CD8+ T-cell epitopes play crucial role in antiviral and anticancer immunity. Reliable prediction of T-cell epitopes remains one of the most important tasks of immunoinformatics since accurate in silico identification of potent epitopes could drastically reduce materials and time consumption in comparison to traditional experimental approaches of epitope discovery. The main goal of this work was the development of new statistical models for predicting peptide binding to different allomorphs of human MHC class I molecules using novel GS (Generic String) kernel function [1] to measure oligopeptides similarity. The main advantage of GS kernel is its unique ability to consider both substring position uncertainty and physicochemical properties of amino acids, making GS able to compare peptides of different lengths while considering mutual similarity of their amino acid residues. Since the choice of parameterization scheme substantially influence the accuracy of the model, the following amino acid similarity matrices were used: PMBEC [2], BLOSUM62, modified THREADER_NORM matrix (THDR) [3] and amino acid identity matrix. New regression models were built using support vector regression and relevance vector regression techniques. The latter yields less complex models and thus it is expected to be more resistant to overfitting. Whereas GS allows one to train models, using datasets containing peptides of different lengths, our current models were built using the same training and testing sets of nonameric peptides that were used to produce TEpredict sparse partial least squares-based models (http://tepredict.sourceforge.net). It was done to allow straightforward comparison of new models with TEpredict. Methods and Algorithms: GS kernel was implemented as it was described by the authors [1]. To optimize computational performance it was implemented using C++ and integrated into R

via Rcpp package. Predictive models were built using support vector regression and relevance vector regression algorithms implemented in R package kernlab. Performance of produced models was assessed using ROCR. All programs were written in R (http://r-project.org). Results: Almost all the models demonstrated good quality of predictions: median AUC (Area Under a ROC Curve) values for BLOSUM62-, PMBEC-, THDR- and identity matrix-based models were 0.9118, 0.9102, 0.9031 and 0.9025, respectively. Median Pearson's correlation coefficients between predicted and experimentally determined pIC50 values of MHC:peptide binding were about 0.71, reaching 0.85-0.97 for several well studied HLA alleles. Both BLOSUM62- and PMBEC-based models surpassed identity matrix-based ones both in terms of AUC and Pearson's correlation coefficient, as expected. Parameterization of amino acids with PMBEC was recently shown to be superior to BLOSUM62 encoding for predicting peptide:MHC binding [2]. Using GS with SVR we were unable to find statistically significant advantages of PMBEC-based encoding over BLOSUM62-based one.
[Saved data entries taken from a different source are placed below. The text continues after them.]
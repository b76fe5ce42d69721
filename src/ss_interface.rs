use std::fmt;

/// Simulated time, in abstract time units
pub type SimTime = f64;

/// Index of a traffic source within the simulated population
pub type SourceId = usize;

/// Source id carried by events that do not belong to any source (ticks)
pub const NO_SOURCE: SourceId = SourceId::MAX;

/// Kinds of events the scheduler understands
#[derive(Debug, Clone, Copy, PartialEq, Eq, Hash)]
pub enum EventKind {
    /// Source leaves its OFF sojourn and starts contributing load
    SourceOn,
    /// Source leaves its ON sojourn and stops contributing load
    SourceOff,
    /// Periodic sampling tick, not tied to a source
    Tick,
}

impl EventKind {
    pub fn as_str(&self) -> &'static str {
        match self {
            EventKind::SourceOn => "SOURCE_ON",
            EventKind::SourceOff => "SOURCE_OFF",
            EventKind::Tick => "TICK",
        }
    }
}

impl fmt::Display for EventKind {
    fn fmt(&self, f: &mut fmt::Formatter<'_>) -> fmt::Result {
        f.pad(self.as_str())
    }
}

/// A scheduled occurrence. Created by a source or by the manager, consumed once.
#[derive(Debug, Clone, Copy, PartialEq)]
pub struct Event {
    pub time: SimTime,
    pub source_id: SourceId,
    pub kind: EventKind,
}

impl Event {
    pub fn new(time: SimTime, source_id: SourceId, kind: EventKind) -> Self {
        Self {
            time,
            source_id,
            kind,
        }
    }

    pub fn tick(time: SimTime) -> Self {
        Self::new(time, NO_SOURCE, EventKind::Tick)
    }
}

/// What the manager reports after each processed source event
#[derive(Debug, Clone, Copy, PartialEq)]
pub struct EventRecord {
    pub source_id: SourceId,
    pub kind: EventKind,
    pub time: SimTime,
    /// Aggregate rate after the event was applied
    pub aggregate_rate: f64,
}

impl EventRecord {
    pub fn new(event: &Event, aggregate_rate: f64) -> Self {
        Self {
            source_id: event.source_id,
            kind: event.kind,
            time: event.time,
            aggregate_rate,
        }
    }
}

/// Event sink trait for collecting processed events
///
/// The manager calls `log` once per processed source event. Implementations
/// decide what to keep: print, buffer in memory, stream to CSV, or nothing.
pub trait EventSink {
    fn log(&mut self, record: &EventRecord);
}

impl<T: EventSink + ?Sized> EventSink for Box<T> {
    fn log(&mut self, record: &EventRecord) {
        (**self).log(record)
    }
}

/// No-op event sink for production use (zero overhead)
pub struct NoOpSink;

impl EventSink for NoOpSink {
    #[inline(always)]
    fn log(&mut self, _record: &EventRecord) {}
}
However, encoding amino acids with PMBEC yields significantly less complex models with RVR algorithm in comparison to other parameterization schemes tested. Comparative testing of our new models built with GS kernel against recent TEpredict SPLS-based models have shown that new models are superior both in terms of AUC and Pearson's correlation coefficient. More detailed testing results and ROC curves could be found at http://tepredict.sourceforge.net/GSK-SVR/. In near future new regression models will be included into updated version of TEpredict. This work was supported by Russian Foundation for Basic Reasearch grant #12-04-31746 mol_a. 1. S. Giguere et al. (2013) BMC Bioinformatics, 14:82. 2. Y. Kim et al. (2009) BMC bioinformatics, 10:394 3. Z. Dosztanyi and A.E. Torda (2001) Bioinformatics, 17:686699.